Thing is though, I was expecting these to be buzzing their tits off because I've not added any bypass caps yet. A lot of stuff I've read here suggests the 627s NEED bypassing, particularly when sockets are used.
I can't hear any distortion, and the opamps are not getting hot, so am I right to assume they are free from oscillation?

Would bypassing improve the sound even if not needed for stability?:confused:

Cheers,

Float
 
Ok here goes

AFAIK oscillation is caused by the ripple on the power supply rails.
This ripple would then be superimposed on to the input signal, thus resulting in an amplified oscilating output.

Sorry if it doesnt make sence, but it does to me :p

Ok back to the power supply.
If the powersupply is well designed it may have very little oscilation on the rails to begin with, therefore the p-p ripple maybe within spec for the opamps, negating the need for bypass caps.

As we are very lucky and live in the UK, we also have a very clean power supply, supplied from the national grid, another advantage of 240v over 110v.

In other countries (the rest of the world :p) mains power can be found to be very noisey, the noise is then added to the components psu, more noise = possibley more ripple, etc etc etc.

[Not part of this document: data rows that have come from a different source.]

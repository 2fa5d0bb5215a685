//! Statements: blocks, control flow, break/continue/return.

use sablec_ast::{Annotation, AstNode, NodeKind, TypeKind};
use sablec_diag::IResult;
use sablec_token::TokenKind;

use crate::{chain, diags, Parser};

impl Parser {
    /// Parse one statement: `if`, `while`, `for`, or an expression
    /// followed by `;`.
    ///
    /// The `;` is optional after enum, struct and function definitions,
    /// which delimit themselves with `}`.
    pub fn statement(&mut self) -> IResult<Box<AstNode>> {
        if self.matches(TokenKind::KwIf) {
            return self.if_stmt();
        }
        if self.matches(TokenKind::KwWhile) {
            return self.while_stmt();
        }
        if self.matches(TokenKind::KwFor) {
            return self.for_stmt();
        }

        let expr = self.expression()?;

        let self_delimiting = expr.annotation.ostensible == TypeKind::Enum
            || expr.annotation.ostensible == TypeKind::Struct
            || expr.annotation.is_function;
        if self_delimiting {
            self.matches(TokenKind::Semi);
        } else {
            self.consume(TokenKind::Semi, "after expression statement");
        }

        Ok(expr)
    }

    /// `if ( expr ) { block } [ else ( if … | { block } ) ]`
    fn if_stmt(&mut self) -> IResult<Box<AstNode>> {
        self.consume(TokenKind::LParen, "after keyword `if`");
        let condition = self.expression()?;
        self.consume(TokenKind::RParen, "after `if` condition");
        self.consume(TokenKind::LCurly, "to open the `if` body");

        self.scopes.begin_scope();
        let bodies = self.if_bodies();
        self.scopes.end_scope();
        let (body_true, body_false) = bodies?;

        Ok(AstNode::new(
            NodeKind::If,
            Some(condition),
            Some(body_true),
            body_false,
            Annotation::none(),
        ))
    }

    fn if_bodies(&mut self) -> IResult<(Box<AstNode>, Option<Box<AstNode>>)> {
        let body_true = self.block();

        let mut body_false = None;
        if self.matches(TokenKind::KwElse) {
            if self.matches(TokenKind::KwIf) {
                body_false = Some(self.if_stmt()?);
            } else {
                self.consume(TokenKind::LCurly, "to open the `else` body");
                body_false = Some(self.block());
            }
        }

        Ok((body_true, body_false))
    }

    /// `while expr { block } [;]`
    fn while_stmt(&mut self) -> IResult<Box<AstNode>> {
        let condition = self.expression()?;
        self.consume(TokenKind::LCurly, "to open the `while` body");

        self.scopes.begin_scope();
        let body = self.block();
        self.scopes.end_scope();

        self.matches(TokenKind::Semi);

        Ok(AstNode::new(
            NodeKind::While,
            Some(condition),
            None,
            Some(body),
            Annotation::none(),
        ))
    }

    /// `for ( init-stmt; cond-stmt; post-expr ) { block }`
    ///
    /// Desugars to `statement(init); while (cond) { block; post; }` with
    /// the post expression spliced in as the last statement of the body,
    /// under one scope spanning the whole construct.
    fn for_stmt(&mut self) -> IResult<Box<AstNode>> {
        self.consume(TokenKind::LParen, "after keyword `for`");

        self.scopes.begin_scope();
        let parts = self.for_parts();
        self.scopes.end_scope();

        parts
    }

    fn for_parts(&mut self) -> IResult<Box<AstNode>> {
        let initialization = self.statement()?;
        let condition = self.statement()?;
        let after_loop = self.expression()?;

        self.consume(TokenKind::RParen, "after `for` header");
        self.consume(TokenKind::LCurly, "to open the `for` body");

        let mut stmts = self.block_stmts();
        stmts.push(after_loop);
        let body = chain(stmts);

        let while_node = AstNode::new(
            NodeKind::While,
            Some(condition),
            None,
            Some(body),
            Annotation::none(),
        );

        Ok(AstNode::new(
            NodeKind::Statement,
            Some(initialization),
            None,
            Some(while_node),
            Annotation::none(),
        ))
    }

    /// Parse statements up to the closing `}` of a block and consume it.
    ///
    /// A statement that fails to parse is reported and skipped to the next
    /// statement boundary, so one broken statement does not take the whole
    /// block down.
    pub(crate) fn block_stmts(&mut self) -> Vec<Box<AstNode>> {
        let mut stmts = Vec::new();

        while !self.next_is(TokenKind::RCurly) && !self.next_is(TokenKind::Eof) {
            match self.statement() {
                Ok(stmt) => stmts.push(stmt),
                Err(diag) => {
                    self.sink.emit(diag);
                    self.recover_statement();
                }
            }
        }

        self.consume(TokenKind::RCurly, "to close this block");

        stmts
    }

    /// A block as a chain spine.
    pub(crate) fn block(&mut self) -> Box<AstNode> {
        chain(self.block_stmts())
    }
}

/// Prefix rule of `break`; requires an immediate `;`.
pub(crate) fn break_stmt(p: &mut Parser, _can_assign: bool) -> IResult<Box<AstNode>> {
    if !p.next_is(TokenKind::Semi) {
        let diag = diags::ExpectedToken {
            expected: TokenKind::Semi.to_string(),
            found: p.next.kind,
            context: "after `break`",
            loc: p.next.loc.clone(),
        };
        p.sink.emit(diag);
    }

    Ok(AstNode::from_token(
        NodeKind::Break,
        None,
        None,
        None,
        p.current.clone(),
        Annotation::none(),
    ))
}

/// Prefix rule of `continue`; requires an immediate `;`.
pub(crate) fn continue_stmt(p: &mut Parser, _can_assign: bool) -> IResult<Box<AstNode>> {
    if !p.next_is(TokenKind::Semi) {
        let diag = diags::ExpectedToken {
            expected: TokenKind::Semi.to_string(),
            found: p.next.kind,
            context: "after `continue`",
            loc: p.next.loc.clone(),
        };
        p.sink.emit(diag);
    }

    Ok(AstNode::from_token(
        NodeKind::Continue,
        None,
        None,
        None,
        p.current.clone(),
        Annotation::none(),
    ))
}

/// Prefix rule of `return`, with an optional value expression.
pub(crate) fn return_stmt(p: &mut Parser, _can_assign: bool) -> IResult<Box<AstNode>> {
    let token = p.current.clone();

    let expr = if !p.next_is(TokenKind::Semi) {
        Some(p.expression()?)
    } else {
        None
    };

    let annotation = expr
        .as_ref()
        .map(|e| e.annotation)
        .unwrap_or_else(|| Annotation::of_type(TokenKind::KwVoid));

    Ok(AstNode::from_token(
        NodeKind::Return,
        expr,
        None,
        None,
        token,
        annotation,
    ))
}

Im probably going to get flammed a little for these statements, but the above is very true in respects to instument amplfiers I.e OPA627.
My background may not be audio (but it is signal conditioning), so i have enough knowldge to make the above statements, with confidence.

However ourpower supply is not always that clean, in peak times, i.e. cold winter nights, the demand is obviously greater, and this is where things start to get difficult.
Well thats another thread for another day.


Adding bypass caps may furhter increase the quality of sound by further reducing the ripple from the supply , you will never know unless you try :)
As i said my backgroud is not audio, i just go with the flow around here.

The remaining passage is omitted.